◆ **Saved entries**
_ _ _ _ _

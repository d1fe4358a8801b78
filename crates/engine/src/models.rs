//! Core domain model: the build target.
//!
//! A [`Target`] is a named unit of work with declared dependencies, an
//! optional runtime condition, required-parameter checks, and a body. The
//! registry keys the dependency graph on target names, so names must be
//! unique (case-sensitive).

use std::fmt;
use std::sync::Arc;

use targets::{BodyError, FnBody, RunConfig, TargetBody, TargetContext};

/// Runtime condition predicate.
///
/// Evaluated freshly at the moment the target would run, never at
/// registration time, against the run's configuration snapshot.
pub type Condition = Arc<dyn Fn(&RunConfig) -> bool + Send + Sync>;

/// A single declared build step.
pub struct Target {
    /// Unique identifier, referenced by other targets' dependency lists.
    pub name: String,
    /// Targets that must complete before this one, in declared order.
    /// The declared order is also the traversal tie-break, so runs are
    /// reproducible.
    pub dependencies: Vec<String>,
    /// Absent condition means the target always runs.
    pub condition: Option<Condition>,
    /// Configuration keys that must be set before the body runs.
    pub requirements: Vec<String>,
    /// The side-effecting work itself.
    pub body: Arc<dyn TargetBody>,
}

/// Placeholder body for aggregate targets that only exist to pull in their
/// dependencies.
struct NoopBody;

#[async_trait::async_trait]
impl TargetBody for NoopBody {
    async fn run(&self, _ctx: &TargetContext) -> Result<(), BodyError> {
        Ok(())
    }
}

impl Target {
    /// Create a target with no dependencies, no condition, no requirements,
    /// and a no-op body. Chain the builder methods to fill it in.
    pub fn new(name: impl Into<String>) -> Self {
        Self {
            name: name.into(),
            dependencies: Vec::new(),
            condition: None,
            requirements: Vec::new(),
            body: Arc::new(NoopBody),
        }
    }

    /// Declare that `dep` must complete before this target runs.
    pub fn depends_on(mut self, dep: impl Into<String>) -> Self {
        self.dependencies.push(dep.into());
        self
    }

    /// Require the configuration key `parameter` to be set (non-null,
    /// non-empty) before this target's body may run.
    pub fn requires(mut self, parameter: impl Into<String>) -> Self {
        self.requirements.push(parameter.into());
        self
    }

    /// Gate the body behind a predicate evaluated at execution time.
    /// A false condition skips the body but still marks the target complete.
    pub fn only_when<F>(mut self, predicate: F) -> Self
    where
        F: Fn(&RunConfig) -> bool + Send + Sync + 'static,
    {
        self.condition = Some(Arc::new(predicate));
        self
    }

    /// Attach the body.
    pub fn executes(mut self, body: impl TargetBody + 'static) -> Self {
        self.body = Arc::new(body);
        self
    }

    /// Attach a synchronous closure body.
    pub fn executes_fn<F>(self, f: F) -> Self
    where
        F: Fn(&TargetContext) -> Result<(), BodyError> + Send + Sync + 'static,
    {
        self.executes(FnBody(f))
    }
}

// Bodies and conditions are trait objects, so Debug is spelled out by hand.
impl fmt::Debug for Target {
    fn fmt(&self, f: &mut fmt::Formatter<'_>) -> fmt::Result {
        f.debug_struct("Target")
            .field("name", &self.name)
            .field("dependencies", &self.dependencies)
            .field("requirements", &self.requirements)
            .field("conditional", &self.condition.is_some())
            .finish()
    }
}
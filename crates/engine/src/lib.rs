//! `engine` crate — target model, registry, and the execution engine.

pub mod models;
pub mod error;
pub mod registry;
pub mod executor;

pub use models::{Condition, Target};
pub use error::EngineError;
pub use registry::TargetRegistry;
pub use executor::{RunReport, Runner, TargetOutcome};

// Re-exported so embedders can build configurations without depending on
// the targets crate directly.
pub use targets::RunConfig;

_ _ _ _ _

◆ **Instructions for the task**
Return every line from the one holding "targets crate directly." through the end of the data, exactly as it appears, with both ends kept and nothing else.

◆ **Exercise solution**
// the targets crate directly.
pub use targets::RunConfig;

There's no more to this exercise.